This post comes after I have spent much time in the clinic shadowing other clinicians. While seeing patients again gives me the greatest sense of peace, I can only imagine the thoughts that run through their heads when I enter the room. Thoughts like, “Why is he walking and talking like that? I wonder what happened.” I am actually in the midst of creating a document that they will be given to patients before our encounter explaining my condition. The purpose of this document is to curb any reservations patients may have upon seeing me, and more importantly, divert attention away from my condition as the visit should be 100% devoted to them; if even one second of our encounter is spent addressing my condition, the patient would be cheated of the optimal care they deserve. The reason I bring this up is that it has forced me to think about the first impression I create and if I was given half a page to explain myself, what should I say? (When I finish it I’ll share it with you).

—- Labels —-


This ‘first impression’ I create brings up the topic of labeling. We as a society have a love-hate relationship with labeling: Love in that we attempt to put a label on everything (for example, calling a movie a ‘horror film’ is a form of labeling; or claiming that someone is ‘overly concerned with their looks’ because of an excessive amount of make-up is also labeling). With some things we need labels; we often base ‘instincts’ or ‘gut feelings’ on labels that we have created. If you’re forced to make a split second decision, you don’t have time to ponder the situation, it is the labels you’ve come up with that make your decision. In medicine, this is no better portrayed than during a cardiac arrest. The patient’s heart has stopped and you’re at the helm. You’re given only the information that is readily available (ie age, recent lab work, symptoms). Labeling then takes over: the people in the room and their roles is labeled (in your mind), the patient is labeled (ie is the patient morbidly obese? Is he/she diabetic? Does he/she smoke?). You are only given a limited amount of information and are asked to make life-altering decisions. Even though societies like the Advanced Cardiac Life Support (ACLS) make algorithms in an attempt to regulate this process, quick thinking and labeling must be performed to salvage this life.

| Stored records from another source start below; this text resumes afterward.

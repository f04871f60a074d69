// Core Domain
// ステートメント表現、変換オプションと結果、設定、エラー型などの純粋なドメイン定義

pub mod config;
pub mod error;
pub mod naming;
pub mod schema_check;
pub mod statement;
pub mod transform;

Even though this labeling is so crucial to many parts of our lives, there are also instances where we severely condemn it: someone need look no further than the issue of racism to see an example of this negative labeling. Looking at someone of Asian descent and assuming they are a dangerous driver portrays this. In my mind, I put racism as a subset of racism. The more I thought about it, I was exposed to much of this growing up. My high school had 1500 students in it; in my class there were 500 students, 2 of them were Asian: me and another boy. I remember a bully stopping me in the hall to say, “You play tennis right? How do you even see the court with your slanty eyes? You should go back to China.” I was stunned, how could someone say something like that? I immediately went to the bathroom and cried.

—- Let Me Explain —-

The point is that while we need some labels, we also (rightfully) hate others. I accidentally overheard a conversation in which my speech was deemed “like a retard”. I know this is not the politically correct term, and that ‘mentally challenged’ would be better, but obviously this person wasn’t trying to be politically correct. Regardless of the source, the question remains: if a loved one thought this, what would a patient think? In thinking of seeing patients again I initially came up with a prepared statement I would tell the patients: it went something like this: “First off, thank you, thank you for allowing me to be part of your care. Now you’ve seen me walk in and speak to you, let me explain my condition. In 2013 I was found to have a benign brain tumor. The surgery took over 14 hours and I spent over a month afterwards in the ICU and Rehabilitation Floor. My recovery has been a long journey with my balance and speech being the slowest to recover. This comes with good news though. Even though my walking and talking has been affected, my mind has not; I’ve gone through many tests that show my mind to be as sharp as before the surgery. Before the surgery I was slated to become chief resident here, and before that I attended Harvard University. I cannot promise I would score as high on the SAT as I did in high school, but my mind is still sharp. More than anything else, this experience has given me a priceless perspective that I will use to fight for you and for your health.” I hope to use some of this in the document I’m preparing. If I did not have the chance to ‘prepare’ them for the visit would they label me? What would their label be? If they did label me, would it be as a ‘retard’, as I had been labeled before? While part of me resents this, as this ‘labeler’ is missing a lot of information (my being a physician and my time spent in Cambridge at Harvard), but another part of me knows that I cannot introduce myself to everyone thus expecting them not to label me is unrealistic.